#[async_trait]
impl AtomicStore for RedisStore {
    async fn token_bucket(
        &self,
        key: &str,
        capacity: f64,
        cost: f64,
        now_ms: u64,
        ttl: Duration,
    ) -> Result<TokenBucketOutcome, StoreError> {
        let mut conn = self.connection.clone();
        let (allowed, tokens): (i64, String) = self
            .scripts
            .token_bucket
            .key(self.key(key))
            .arg(capacity)
            .arg(cost)
            .arg(now_ms)
            .arg(millis(ttl))
            .invoke_async(&mut conn)
            .await
            .map_err(store_error)?;
        Ok(TokenBucketOutcome { allowed: allowed == 1, tokens: parse_f64(&tokens)? })
    }

    async fn peek_token_bucket(
        &self,
        key: &str,
        capacity: f64,
        now_ms: u64,
    ) -> Result<f64, StoreError> {
        let mut conn = self.connection.clone();
        let tokens: String = self
            .scripts
            .peek_token_bucket
            .key(self.key(key))
            .arg(capacity)
            .arg(now_ms)
            .invoke_async(&mut conn)
            .await
            .map_err(store_error)?;
        parse_f64(&tokens)
    }

    async fn sliding_window(
        &self,
        key: &str,
        limit: u64,
        burst: u64,
        window_ms: u64,
        burst_window_ms: u64,
        now_ms: u64,
    ) -> Result<SlidingWindowOutcome, StoreError> {
        let mut conn = self.connection.clone();
        let (allowed, count, burst_count, oldest): (i64, u64, u64, String) = self
            .scripts
            .sliding_window
            .key(self.key(key))
            .arg(limit)
            .arg(burst)
            .arg(window_ms.max(1))
            .arg(burst_window_ms)
            .arg(now_ms)
            .arg(uuid::Uuid::new_v4().to_string())
            .invoke_async(&mut conn)
            .await
            .map_err(store_error)?;
        let oldest_ms = if oldest.is_empty() { None } else { Some(parse_score(&oldest)?) };
        Ok(SlidingWindowOutcome { allowed: allowed == 1, count, burst_count, oldest_ms })
    }

    async fn incr(&self, key: &str, ttl: Duration) -> Result<u64, StoreError> {
        let mut conn = self.connection.clone();
        self.scripts
            .incr
            .key(self.key(key))
            .arg(millis(ttl))
            .invoke_async(&mut conn)
            .await
            .map_err(store_error)
    }

    async fn count_events(
        &self,
        key: &str,
        now_ms: u64,
        window_ms: u64,
        record: bool,
    ) -> Result<u64, StoreError> {
        let mut conn = self.connection.clone();
        self.scripts
            .count_events
            .key(self.key(key))
            .arg(now_ms)
            .arg(window_ms.max(1))
            .arg(if record { "1" } else { "0" })
            .arg(uuid::Uuid::new_v4().to_string())
            .invoke_async(&mut conn)
            .await
            .map_err(store_error)
    }

    async fn push_recent(
        &self,
        key: &str,
        value: String,
        max_len: usize,
        ttl: Duration,
    ) -> Result<Vec<String>, StoreError> {
        let mut conn = self.connection.clone();
        self.scripts
            .push_recent
            .key(self.key(key))
            .arg(value)
            .arg(max_len.max(1))
            .arg(millis(ttl))
            .invoke_async(&mut conn)
            .await
            .map_err(store_error)
    }

    async fn set_flag(&self, key: &str, ttl: Duration) -> Result<(), StoreError> {
        let mut conn = self.connection.clone();
        let _: () = redis::cmd("SET")
            .arg(self.key(key))
            .arg(1)
            .arg("PX")
            .arg(millis(ttl))
            .query_async(&mut conn)
            .await
            .map_err(store_error)?;
        Ok(())
    }

    async fn flag_ttl(&self, key: &str) -> Result<Option<Duration>, StoreError> {
        let mut conn = self.connection.clone();
        let ttl: i64 = redis::cmd("PTTL")
            .arg(self.key(key))
            .query_async(&mut conn)
            .await
            .map_err(store_error)?;
        // -2: missing, -1: no expiry.
        Ok(u64::try_from(ttl).ok().map(Duration::from_millis))
    }

    async fn stat_get(&self, name: &str) -> Result<Option<FeatureStat>, StoreError> {
        let mut conn = self.connection.clone();
        let (count, sum, sum_of_squares): (Option<u64>, Option<String>, Option<String>) =
            redis::cmd("HMGET")
                .arg(self.key(name))
                .arg("count")
                .arg("sum")
                .arg("sum_of_squares")
                .query_async(&mut conn)
                .await
                .map_err(store_error)?;
        let Some(count) = count else {
            return Ok(None);
        };
        Ok(Some(FeatureStat {
            count,
            sum: sum.as_deref().map(parse_f64).transpose()?.unwrap_or(0.0),
            sum_of_squares: sum_of_squares.as_deref().map(parse_f64).transpose()?.unwrap_or(0.0),
        }))
    }

    async fn stat_add(&self, name: &str, value: f64, ttl: Duration) -> Result<(), StoreError> {
        let mut conn = self.connection.clone();
        let _: i64 = self
            .scripts
            .stat_add
            .key(self.key(name))
            .arg(value)
            .arg(millis(ttl))
            .invoke_async(&mut conn)
            .await
            .map_err(store_error)?;
        Ok(())
    }

    async fn queue_push(
        &self,
        queue: &str,
        member: &str,
        score: u64,
        not_before_ms: u64,
        ttl: Duration,
    ) -> Result<usize, StoreError> {
        match self.push(queue, member, score, not_before_ms, ttl, -1).await? {
            BoundedPush::Queued { position } => Ok(position),
            BoundedPush::Full { .. } => {
                Err(StoreError::Protocol("unbounded push reported a full queue".into()))
            }
        }
    }

    async fn queue_push_bounded(
        &self,
        queue: &str,
        member: &str,
        score: u64,
        not_before_ms: u64,
        ttl: Duration,
        limit: usize,
    ) -> Result<BoundedPush, StoreError> {
        let limit = i64::try_from(limit).unwrap_or(i64::MAX);
        self.push(queue, member, score, not_before_ms, ttl, limit).await
    }

    async fn queue_len(&self, queue: &str) -> Result<usize, StoreError> {
        let mut conn = self.connection.clone();
        let [pending, due, inflight, leases] = self.queue_keys(queue);
        self.scripts
            .queue_len
            .key(pending)
            .key(due)
            .key(inflight)
            .key(leases)
            .invoke_async(&mut conn)
            .await
            .map_err(store_error)
    }

    async fn queue_claim(
        &self,
        queue: &str,
        max: usize,
        now_ms: u64,
        lease_ms: u64,
    ) -> Result<Vec<QueueItem>, StoreError> {
        if max == 0 {
            return Ok(Vec::new());
        }
        let mut conn = self.connection.clone();
        let [pending, due, inflight, leases] = self.queue_keys(queue);
        let flat: Vec<String> = self
            .scripts
            .queue_claim
            .key(pending)
            .key(due)
            .key(inflight)
            .key(leases)
            .arg(max)
            .arg(now_ms)
            .arg(lease_ms)
            .invoke_async(&mut conn)
            .await
            .map_err(store_error)?;
        queue_items(flat)
    }

    async fn queue_ack(&self, queue: &str, member: &str) -> Result<bool, StoreError> {
        let mut conn = self.connection.clone();
        let [pending, due, inflight, leases] = self.queue_keys(queue);
        let removed: i64 = self
            .scripts
            .queue_ack
            .key(pending)
            .key(due)
            .key(inflight)
            .key(leases)
            .arg(member)
            .invoke_async(&mut conn)
            .await
            .map_err(store_error)?;
        Ok(removed > 0)
    }

    async fn queue_members(&self, queue: &str) -> Result<Vec<QueueItem>, StoreError> {
        let mut conn = self.connection.clone();
        let [pending, ..] = self.queue_keys(queue);
        let flat: Vec<String> = redis::cmd("ZRANGE")
            .arg(pending)
            .arg(0)
            .arg(-1)
            .arg("WITHSCORES")
            .query_async(&mut conn)
            .await
            .map_err(store_error)?;
        queue_items(flat)
    }

    async fn queue_remove(&self, queue: &str, member: &str) -> Result<bool, StoreError> {
        let mut conn = self.connection.clone();
        let [pending, due, inflight, leases] = self.queue_keys(queue);
        let removed: i64 = self
            .scripts
            .queue_remove
            .key(pending)
            .key(due)
            .key(inflight)
            .key(leases)
            .arg(member)
            .invoke_async(&mut conn)
            .await
            .map_err(store_error)?;
        Ok(removed > 0)
    }

    async fn queue_recover_leases(&self, queue: &str, now_ms: u64) -> Result<usize, StoreError> {
        let mut conn = self.connection.clone();
        let [pending, due, inflight, leases] = self.queue_keys(queue);
        self.scripts
            .queue_recover
            .key(pending)
            .key(due)
            .key(inflight)
            .key(leases)
            .arg(now_ms)
            .invoke_async(&mut conn)
            .await
            .map_err(store_error)
    }

    /// Registered queue names with at least one member. Names whose keys have all expired are
    /// pruned from the registry as a side effect.
    async fn queue_names(&self) -> Result<Vec<String>, StoreError> {
        let mut conn = self.connection.clone();
        let registry = self.registry_key();
        let names: Vec<String> = redis::cmd("SMEMBERS")
            .arg(&registry)
            .query_async(&mut conn)
            .await
            .map_err(store_error)?;
        let mut live = Vec::with_capacity(names.len());
        for name in names {
            let [pending, due, inflight, leases] = self.queue_keys(&name);
            let held: i64 = self
                .scripts
                .queue_prune
                .key(pending)
                .key(due)
                .key(inflight)
                .key(leases)
                .key(&registry)
                .arg(&name)
                .invoke_async(&mut conn)
                .await
                .map_err(store_error)?;
            if held > 0 {
                live.push(name);
            } else {
                debug!(target: "tollgate::store", queue = %name, "pruned empty queue from registry");
            }
        }
        live.sort();
        Ok(live)
    }
}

# # # #

→ **Task details**: Pick out the lines above that hold the string "TokenBucketOutcome" and show them.

→ **Worked solution**:
    ) -> Result<TokenBucketOutcome, StoreError> {
        Ok(TokenBucketOutcome { allowed: allowed == 1, tokens: parse_f64(&tokens)? })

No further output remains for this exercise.